WHAT THE TASK ASKS —
Look through the material for lines with the word "model", and copy each one.

───── AVAILABLE RECORDS ─────

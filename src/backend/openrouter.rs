//! OpenRouter chat-completions client.

use async_trait::async_trait;
use reqwest::Client;
use serde::{Deserialize, Serialize};
use std::time::Instant;
use tracing::{debug, warn};

use super::{ChatMessage, GenerationBackend};
use crate::config::BackendConfig;
use crate::error::{RelayError, Result};

/// Client for an OpenAI-compatible chat-completions endpoint, by default
/// OpenRouter.
pub struct OpenRouterBackend {
    client: Client,
    api_key: String,
    base_url: String,
    model: String,
    referer: String,
    title: String,
}

#[derive(Debug, Serialize)]
struct CompletionRequest<'a> {
    model: &'a str,
    messages: &'a [ChatMessage],
}

#[derive(Debug, Deserialize)]
struct CompletionResponse {
    #[serde(default)]
    choices: Vec<Choice>,
}

#[derive(Debug, Deserialize)]
struct Choice {
    message: ResponseMessage,
}

#[derive(Debug, Deserialize)]
struct ResponseMessage {
    #[serde(default)]
    content: Option<String>,
}

impl OpenRouterBackend {
    /// Create a backend from configuration.
    pub fn new(config: &BackendConfig) -> Result<Self> {
        let api_key = config
            .api_key
            .clone()
            .ok_or_else(|| RelayError::Config("backend API key is not set".to_string()))?;

        let client = Client::builder()
            .timeout(config.timeout())
            .connect_timeout(std::time::Duration::from_secs(10))
            .build()?;

        Ok(Self {
            client,
            api_key,
            base_url: config.base_url.trim_end_matches('/').to_string(),
            model: config.model.clone(),
            referer: config.referer.clone(),
            title: config.title.clone(),
        })
    }

    fn endpoint(&self) -> String {
        format!("{}/chat/completions", self.base_url)
    }
}

#[async_trait]
impl GenerationBackend for OpenRouterBackend {
    async fn generate(&self, messages: &[ChatMessage]) -> Result<String> {
        let start = Instant::now();
        let request = CompletionRequest {
            model: &self.model,
            messages,
        };

        let response = self
            .client
            .post(self.endpoint())
            .bearer_auth(&self.api_key)
            .header("HTTP-Referer", &self.referer)
            .header("X-Title", &self.title)
            .json(&request)
            .send()
            .await?;

        let status = response.status();
        if !status.is_success() {
            let error_text = response.text().await.unwrap_or_default();
            warn!(status = status.as_u16(), "Backend returned an error");
            return Err(RelayError::Backend {
                status: Some(status.as_u16()),
                message: error_text,
            });
        }

        let body: CompletionResponse = response.json().await.map_err(|e| RelayError::Backend {
            status: Some(status.as_u16()),
            message: format!("Failed to parse response: {}", e),
        })?;

        let content = body
            .choices
            .into_iter()
            .next()
            .and_then(|choice| choice.message.content)
            .ok_or_else(|| RelayError::Backend {
                status: Some(status.as_u16()),
                message: "response contained no message content".to_string(),
            })?;

        debug!(
            model = %self.model,
            messages = messages.len(),
            reply_chars = content.chars().count(),
            latency_ms = start.elapsed().as_millis() as u64,
            "Generation completed"
        );

        Ok(content)
    }
}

─────

ANSWER TO THE PROBLEM —
    model: String,
    model: &'a str,
            model: config.model.clone(),
            model: &self.model,
            model = %self.model,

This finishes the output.